Dwight Howard's Offensive Success Depends on Ryan Anderson's 3-Point Shooting

Karthik TadisinaSenior Writer IJanuary 19, 2012

Dwight Howard & Ryan Anderson: Inside/Outside Duo?
Dwight Howard & Ryan Anderson: Inside/Outside Duo?Doug Benc/Getty Images

Dwight Howard of the Orlando Magic is usually the one that receives attention from the media (trade rumors have been swirling this season) as well as from opposing defenses (many attempts are made to stop the big man) on a daily basis. However, the Orlando Magic have come up with a way to allow Howard to have more freedom on the offensive side of the basketball game.

This freedom is linked to the three-point shooting accuracy of starting power forward Ryan Anderson. Anderson is currently shooting the three-point shot with an accuracy rate of 41 percent (making 46 out of 111 attempts), thus making opposing coaches rather nervous. How can defenses defend Howard if the three-point shot is going down?

Anderson, who played college basketball at Cal Berkeley was drafted by the New Jersey Nets in the first round back in 2008, before being traded to the Magic along with Vince Carter during the summer of 2009. Since arriving in Orlando in 2009, Anderson averaged 7.7 points per game in a reserve role. However, he has seen his scoring average increase and is now averaging 17.8 points to go along with 7.2 rebounds per game as a starter.

Anderson has also rounded his game as he can not only shoot the three-point shot straight up, he can do so coming of a screen, out of a double-team or even in transition where his defender may forget about him for a quick moment. He displayed his abilities against the New York Knicks (January 16 at the Garden) scoring 30 points (7-of-13 from downtown) and grabbing seven rebounds.

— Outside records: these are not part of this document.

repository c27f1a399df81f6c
mod common;
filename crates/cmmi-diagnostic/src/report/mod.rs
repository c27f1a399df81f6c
mod document;
mod export;
mod text;

pub use document::{now_timestamp, AssessmentReport, DEFAULT_PROJECT_NAME};
pub use export::{ExportError, ExportedReport, ReportWriter, JSON_REPORT_FILE, TEXT_REPORT_FILE};
pub use text::render_text;
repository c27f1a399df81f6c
use super::domain::{CategoryResult, Tier};
use super::rubric::Rubric;
use chrono::NaiveDateTime;
use serde::Serialize;
use std::collections::HashSet;

pub const TARGET_LEVEL_MET: &str =
    "The project meets the CMMI Level 2 requirements. Maintain current practices.";

#[derive(Debug, Clone, PartialEq, Serialize)]
pub struct CategoryScore {
    pub category: String,
    pub percentage: f64,
    pub tier: Tier,
}

/// Project-wide tier counts and the overall verdict.
#[derive(Debug, Clone, PartialEq, Serialize)]
pub struct ProjectSummary {
    pub implemented: usize,
    pub partially_implemented: usize,
    pub deficient: usize,
    pub evaluated: usize,
    pub rubric_size: usize,
    pub by_category: Vec<CategoryScore>,
    pub meets_target_level: bool,
}

impl ProjectSummary {
    pub fn count(&self, tier: Tier) -> usize {
        match tier {
            Tier::Implemented => self.implemented,
            Tier::PartiallyImplemented => self.partially_implemented,
            Tier::Deficient => self.deficient,
        }
    }

    pub fn verification_label(&self) -> &'static str {
        if self.meets_target_level {
            "Meets"
        } else {
            "Does not meet"
        }
    }
}

/// Buckets results by tier. The verdict requires every category of the full
/// rubric to be implemented and nothing evaluated below that tier, so a run
/// covering a subset never passes, even with repeated entries.
pub fn summarize(results: &[CategoryResult], rubric: &Rubric) -> ProjectSummary {
    let rubric_size = rubric.len();
    let mut implemented = 0;
    let mut partially_implemented = 0;
    let mut deficient = 0;

    for result in results {
        match result.tier {
            Tier::Implemented => implemented += 1,
            Tier::PartiallyImplemented => partially_implemented += 1,
            Tier::Deficient => deficient += 1,
        }
    }

    let by_category = results
        .iter()
        .map(|result| CategoryScore {
            category: result.category.clone(),
            percentage: result.percentage,
            tier: result.tier,
        })
        .collect();

    ProjectSummary {
        implemented,
        partially_implemented,
        deficient,
        evaluated: results.len(),
        rubric_size,
        by_category,
        meets_target_level: rubric_size > 0
            && implemented == rubric_size
            && partially_implemented + deficient == 0
            && covers_rubric(results, rubric),
    }
}

fn covers_rubric(results: &[CategoryResult], rubric: &Rubric) -> bool {
    let implemented: HashSet<&str> = results
        .iter()
        .filter(|result| result.tier == Tier::Implemented)
        .map(|result| result.category.as_str())
        .collect();

    rubric
        .categories()
        .iter()
        .all(|category| implemented.contains(category.name.as_str()))
}

/// Remediation focus for a category that has not reached the target tier.
#[derive(Debug, Clone, PartialEq, Serialize)]
pub struct TargetAdvice {
    pub category: String,
    pub tier: Tier,
    pub tier_label: &'static str,
    pub recommendations: Vec<String>,
}

/// Results of one assessment run together with their aggregate.
#[derive(Debug, Clone, PartialEq, Serialize)]
pub struct ProjectAssessment {
    pub results: Vec<CategoryResult>,
    pub summary: ProjectSummary,
}

impl ProjectAssessment {
    pub fn meets_target_level(&self) -> bool {
        self.summary.meets_target_level
    }

    /// Categories still short of `Implemented`, in evaluation order.
    pub fn target_advice(&self) -> Vec<TargetAdvice> {
        self.results
            .iter()
            .filter(|result| result.tier != Tier::Implemented)
            .map(|result| TargetAdvice {
                category: result.category.clone(),
                tier: result.tier,
                tier_label: result.tier_label,
                recommendations: result.recommendations.clone(),
            })
            .collect()
    }

    pub fn conclusion(&self, at: NaiveDateTime) -> String {
        conclusion_message(self.meets_target_level(), at)
    }
}

pub fn conclusion_message(meets_target_level: bool, at: NaiveDateTime) -> String {
    let stamp = at.format("%Y-%m-%d %H:%M:%S");
    if meets_target_level {
        format!("Conclusion ({stamp}): The project meets CMMI Level 2.")
    } else {
        format!(
            "Conclusion ({stamp}): The project does NOT meet CMMI Level 2. Work on the deficient and partially implemented areas is recommended."
        )
    }
}
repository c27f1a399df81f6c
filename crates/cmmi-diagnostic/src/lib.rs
pub mod assessment;
pub mod config;
pub mod error;
pub mod import;
pub mod report;
pub mod telemetry;
use serde::Serialize;

#[derive(Debug, Clone, Serialize)]
pub struct QuestionView {
    pub position: usize,
    pub text: String,
}

#[derive(Debug, Clone, Serialize)]
pub struct CategoryView {
    pub index: usize,
    pub name: String,
    pub questions: Vec<QuestionView>,
}

#[derive(Debug, Clone, Serialize)]
pub struct RubricView {
    pub categories: Vec<CategoryView>,
}
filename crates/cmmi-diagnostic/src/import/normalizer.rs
pub(crate) fn normalize_text(value: &str) -> String {
    let cleaned = value.replace(['\u{feff}', '\u{200b}'], "");
    let collapsed = cleaned.split_whitespace().collect::<Vec<_>>().join(" ");
    collapsed.to_lowercase()
}
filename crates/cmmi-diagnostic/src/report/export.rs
use super::document::AssessmentReport;
use super::text::render_text;
use std::fs;
use std::path::{Path, PathBuf};
use tracing::info;

pub const JSON_REPORT_FILE: &str = "full_report.json";
pub const TEXT_REPORT_FILE: &str = "readable_report.txt";

#[derive(Debug, thiserror::Error)]
pub enum ExportError {
    #[error("failed to write report to {path}: {source}")]
    Io {
        path: PathBuf,
        #[source]
        source: std::io::Error,
    },
    #[error("failed to serialize report: {0}")]
    Json(#[from] serde_json::Error),
}

/// Locations of the files produced by a single export.
#[derive(Debug, Clone, PartialEq, Eq)]
pub struct ExportedReport {
    pub folder: PathBuf,
    pub json_path: PathBuf,
    pub text_path: PathBuf,
}

/// Writes reports into `<root>/reports_<project>/`.
#[derive(Debug, Clone)]
pub struct ReportWriter {
    root: PathBuf,
}

impl ReportWriter {
    pub fn new(root: impl Into<PathBuf>) -> Self {
        Self { root: root.into() }
    }

    /// Always a direct child of the root: spaces and path separators in the
    /// project name become `_`.
    pub fn folder_for(&self, project: &str) -> PathBuf {
        let name: String = project
            .chars()
            .map(|c| match c {
                ' ' | '/' | '\\' | ':' => '_',
                c if c.is_control() => '_',
                c => c,
            })
            .collect();
        self.root.join(format!("reports_{name}"))
    }

    pub fn write(&self, report: &AssessmentReport) -> Result<ExportedReport, ExportError> {
        let folder = self.folder_for(&report.project);
        fs::create_dir_all(&folder).map_err(|source| ExportError::Io {
            path: folder.clone(),
            source,
        })?;

        let json_path = folder.join(JSON_REPORT_FILE);
        let json = serde_json::to_string_pretty(report)?;
        write_file(&json_path, &json)?;
        info!(path = %json_path.display(), "json report written");

        let text_path = folder.join(TEXT_REPORT_FILE);
        write_file(&text_path, &render_text(report))?;
        info!(path = %text_path.display(), "text report written");

        Ok(ExportedReport {
            folder,
            json_path,
            text_path,
        })
    }
}

fn write_file(path: &Path, contents: &str) -> Result<(), ExportError> {
    fs::write(path, contents).map_err(|source| ExportError::Io {
        path: path.to_path_buf(),
        source,
    })
}
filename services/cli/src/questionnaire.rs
use crate::prompt::{MenuChoice, NextStep, Prompter};
use crate::render;
use cmmi_diagnostic::assessment::{AnswerSheet, AssessmentError, Category, ScoringEngine};
use cmmi_diagnostic::error::AppError;
use cmmi_diagnostic::report::{now_timestamp, AssessmentReport, ReportWriter};
use std::io::{BufRead, Write};
use tracing::info;

/// Interactive assessment session for one project.
pub(crate) struct Questionnaire<'e, R, W> {
    engine: &'e ScoringEngine,
    prompter: Prompter<R, W>,
    project: String,
    writer: Option<ReportWriter>,
}

impl<'e, R: BufRead, W: Write> Questionnaire<'e, R, W> {
    pub(crate) fn new(
        engine: &'e ScoringEngine,
        prompter: Prompter<R, W>,
        project: String,
        writer: Option<ReportWriter>,
    ) -> Self {
        Self {
            engine,
            prompter,
            project,
            writer,
        }
    }

    /// Menu loop: runs until the respondent quits and returns every report produced.
    pub(crate) fn run_menu(&mut self) -> Result<Vec<AssessmentReport>, AppError> {
        let engine = self.engine;
        let mut reports = Vec::new();

        loop {
            match self.prompter.menu()? {
                MenuChoice::EvaluateAll => {
                    let categories: Vec<&Category> = engine.rubric().categories().iter().collect();
                    let report = self.evaluate(&categories)?;
                    render::write_assessment(self.prompter.output(), &report)?;
                    self.export(&report)?;
                    reports.push(report);

                    if !self
                        .prompter
                        .confirm("\nWould you like to run another assessment? (y/n): ")?
                    {
                        writeln!(self.prompter.output(), "Done. Good luck with the practice!")?;
                        break;
                    }
                }
                MenuChoice::EvaluateOne => {
                    let category = self.prompter.choose_category(engine.rubric())?;
                    let report = self.evaluate_single(category)?;
                    reports.push(report);

                    if self.prompter.next_step()? == NextStep::Quit {
                        writeln!(self.prompter.output(), "Done. Good luck with the practice!")?;
                        break;
                    }
                }
                MenuChoice::Quit => {
                    writeln!(self.prompter.output(), "Exiting. Goodbye!")?;
                    break;
                }
            }
        }

        Ok(reports)
    }

    /// Evaluates one named category without showing the menu.
    pub(crate) fn run_category(&mut self, name: &str) -> Result<AssessmentReport, AppError> {
        let engine = self.engine;
        let category = engine
            .rubric()
            .category(name)
            .ok_or_else(|| AssessmentError::UnknownCategory {
                category: name.to_string(),
            })?;
        self.evaluate_single(category)
    }

    fn evaluate_single(&mut self, category: &Category) -> Result<AssessmentReport, AppError> {
        let report = self.evaluate(&[category])?;
        for result in &report.results {
            render::write_category(self.prompter.output(), result)?;
        }
        self.export(&report)?;
        Ok(report)
    }

    fn evaluate(&mut self, categories: &[&Category]) -> Result<AssessmentReport, AppError> {
        let mut sheet = AnswerSheet::new();
        for category in categories {
            let answers = self.prompter.answer_category(category)?;
            sheet.push(category.name.clone(), answers);
        }

        let assessment = self.engine.assess(&sheet)?;
        info!(
            project = %self.project,
            categories = sheet.len(),
            meets_target_level = assessment.meets_target_level(),
            "questionnaire completed"
        );
        Ok(AssessmentReport::new(&self.project, assessment, now_timestamp()))
    }

    fn export(&mut self, report: &AssessmentReport) -> Result<(), AppError> {
        if let Some(writer) = &self.writer {
            let exported = writer.write(report)?;
            render::write_export(self.prompter.output(), &exported)?;
        }
        Ok(())
    }
}
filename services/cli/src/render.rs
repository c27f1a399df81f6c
use cmmi_diagnostic::assessment::{CategoryResult, RubricView, TARGET_LEVEL_MET};
use cmmi_diagnostic::report::{AssessmentReport, ExportedReport};
use std::io::{self, Write};

const RULE_WIDTH: usize = 80;
const DETAIL_WIDTH: usize = 60;

pub(crate) fn write_rubric<W: Write>(out: &mut W, rubric: &RubricView) -> io::Result<()> {
    writeln!(out, "CMMI Level 2 key process areas")?;
    for category in &rubric.categories {
        writeln!(out, "\n{}. {}", category.index, category.name)?;
        for question in &category.questions {
            writeln!(out, "   {}) {}", question.position, question.text)?;
        }
    }
    Ok(())
}

/// Full-run console report: every category, the overall summary, what is
/// still needed for Level 2, and the conclusion.
pub(crate) fn write_assessment<W: Write>(out: &mut W, report: &AssessmentReport) -> io::Result<()> {
    let rule = "=".repeat(RULE_WIDTH);
    writeln!(out, "\n{rule}")?;
    writeln!(out, "SUMMARY REPORT (all KPAs) - Project: {}", report.project)?;
    writeln!(out, "{rule}")?;

    for result in &report.results {
        writeln!(out, "\nKPA: {}", result.category)?;
        writeln!(out, "  - Compliance: {:.2}%", result.percentage)?;
        writeln!(out, "  - Status: {}", result.tier_label)?;
        writeln!(out, "  - Answers:")?;
        for answered in &result.answers {
            writeln!(out, "     * {} -> {}", answered.question, answered.answer_label)?;
        }
        writeln!(out, "  - Recommendations:")?;
        for recommendation in &result.recommendations {
            writeln!(out, "     - {recommendation}")?;
        }
    }

    let summary = &report.summary;
    writeln!(out, "\n{rule}")?;
    writeln!(out, "Overall summary:")?;
    writeln!(out, "  Implemented KPAs: {}", summary.implemented)?;
    writeln!(
        out,
        "  Partially implemented KPAs: {}",
        summary.partially_implemented
    )?;
    writeln!(out, "  Deficient KPAs: {}", summary.deficient)?;

    writeln!(out, "\nReaching Level 2:")?;
    if report.target_advice.is_empty() {
        writeln!(out, "  {TARGET_LEVEL_MET}")?;
    } else {
        for advice in &report.target_advice {
            writeln!(out, "  {} ({})", advice.category, advice.tier_label)?;
            for recommendation in &advice.recommendations {
                writeln!(out, "     - {recommendation}")?;
            }
        }
    }

    writeln!(
        out,
        "\nLevel 2 verification: {}",
        summary.verification_label()
    )?;
    writeln!(out, "{}", report.conclusion)
}

pub(crate) fn write_category<W: Write>(out: &mut W, result: &CategoryResult) -> io::Result<()> {
    let rule = "=".repeat(DETAIL_WIDTH);
    writeln!(out, "\n{rule}")?;
    writeln!(out, "Selected KPA report: {}", result.category)?;
    writeln!(out, "{rule}")?;
    writeln!(out, "Compliance: {:.2}%", result.percentage)?;
    writeln!(out, "Status: {}", result.tier_label)?;

    writeln!(out, "\nAnswers:")?;
    for answered in &result.answers {
        writeln!(out, " - {} -> {}", answered.question, answered.answer_label)?;
    }

    writeln!(out, "\nRecommendations:")?;
    for recommendation in &result.recommendations {
        writeln!(out, " - {recommendation}")?;
    }
    Ok(())
}

pub(crate) fn write_export<W: Write>(out: &mut W, exported: &ExportedReport) -> io::Result<()> {
    writeln!(out, "\nReports saved in {}", exported.folder.display())?;
    writeln!(out, "  - {}", exported.json_path.display())?;
    writeln!(out, "  - {}", exported.text_path.display())
}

The growth and consistency of Anderson will be a huge factor as the season rolls along and heads into the postseason. Howard will be facing multiple double-teams, so Anderson knowingly should be ready to shoot the ball and he should be used to it by now. It appears that defenses are more willing to allow Anderson to shoot the three-point shot than fellow starters Jameer Nelson, Hedo Turkoglu, Jason Richardson and/or J.J. Redick.